• **Task prompt**
In every line of the records, look for "RunBounds", then report how many lines have it and nothing else.

• **Dataset entries**
::::
//! Layered configuration resolution: file defaults, then runtime overrides.

use std::path::Path;

use thiserror::Error;

use crate::config::document::{Configuration, TreePath, WriteError};
use crate::config::loader::{load_config, ConfigError};
use crate::config::overrides::OverrideSet;

/// An override that could not be written into the tree.
#[derive(Debug, Clone, PartialEq, Eq, Error)]
#[error("override `{name}` cannot be written to `{target}`: {source}")]
pub struct OverrideError {
    pub name: &'static str,
    pub target: TreePath,
    #[source]
    pub source: WriteError,
}

/// Load `base_path` and apply `overrides` on top of it.
///
/// Nothing is returned unless every step succeeds.
pub fn resolve(base_path: &Path, overrides: &OverrideSet) -> Result<Configuration, ConfigError> {
    let base = load_config(base_path)?;
    apply_overrides(base, overrides).map_err(|source| ConfigError::Override {
        path: base_path.to_path_buf(),
        source,
    })
}

/// Apply every present override in order. Unset ones are skipped.
pub fn apply_overrides(
    mut config: Configuration,
    overrides: &OverrideSet,
) -> Result<Configuration, OverrideError> {
    for entry in overrides.present() {
        config
            .set(&entry.target, entry.value.to_value())
            .map_err(|source| OverrideError {
                name: entry.name,
                target: entry.target.clone(),
                source,
            })?;
        tracing::debug!(
            parameter = entry.name,
            target = %entry.target,
            value = ?entry.value,
            "Runtime override applied"
        );
    }
    Ok(config)
}
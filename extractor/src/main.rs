mod classify;
mod driver;
mod sink;
mod source;

use std::path::{Path, PathBuf};

use frame_sieve_common::config::Config;
use tracing::{error, info};

use classify::{BackgroundClassifier, ClassifyError, NccScorer, ReferenceSet};
use driver::{DriverError, RunBounds, RunSummary};
use sink::{DiskSink, SinkError};
use source::SourceError;

fn main() {
    let config_path = std::env::args()
        .nth(1)
        .map(PathBuf::from)
        .unwrap_or_else(|| PathBuf::from("config.toml"));

    let config = match Config::load(&config_path) {
        Ok(c) => c,
        Err(e) => {
            eprintln!("Failed to load config from {}: {e}", config_path.display());
            std::process::exit(1);
        }
    };

    tracing_subscriber::fmt()
        .with_env_filter(
            tracing_subscriber::EnvFilter::try_from_default_env()
                .unwrap_or_else(|_| config.logging.level.parse().unwrap_or_default()),
        )
        .init();

    info!(
        input = config.input.path,
        references = config.references.path,
        output = config.output.path,
        threshold = config.classifier.threshold,
        start_frame = config.input.start_frame,
        end_frame = config.input.end_frame,
        "starting frame-sieve extractor"
    );

    match run(&config) {
        Ok(summary) => {
            info!(
                processed = summary.processed,
                foreground = summary.foreground,
                "extraction finished"
            );
        }
        Err(e) => {
            error!(error = %e, "extraction failed");
            std::process::exit(1);
        }
    }
}

fn run(config: &Config) -> Result<RunSummary, ExtractError> {
    let width = config.classifier.width;
    let height = config.classifier.height;

    let mut source = source::open_source(&config.input, width, height)?;
    let references = ReferenceSet::load(Path::new(&config.references.path), width, height)?;
    let classifier =
        BackgroundClassifier::new(references, config.classifier.threshold, Box::new(NccScorer));
    let mut sink = DiskSink::create(Path::new(&config.output.path))?;

    let bounds = RunBounds {
        start_frame: config.input.start_frame,
        end_frame: config.input.end_frame,
        report_every: config.progress.report_every,
    };
    let stem = source_stem(&config.input.path);

    let summary = driver::run(source.as_mut(), &classifier, &mut sink, &stem, &bounds)?;
    Ok(summary)
}

/// Output-name stem derived from the input path, e.g. "captures/cam01" and
/// "captures/cam01.mjpeg" both yield "cam01".
fn source_stem(path: &str) -> String {
    Path::new(path)
        .file_stem()
        .and_then(|s| s.to_str())
        .unwrap_or("frames")
        .to_string()
}

#[derive(Debug, thiserror::Error)]
enum ExtractError {
    #[error(transparent)]
    Source(#[from] SourceError),
    #[error(transparent)]
    Classify(#[from] ClassifyError),
    #[error(transparent)]
    Sink(#[from] SinkError),
    #[error(transparent)]
    Driver(#[from] DriverError),
}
::::
• **Solution for this problem**
2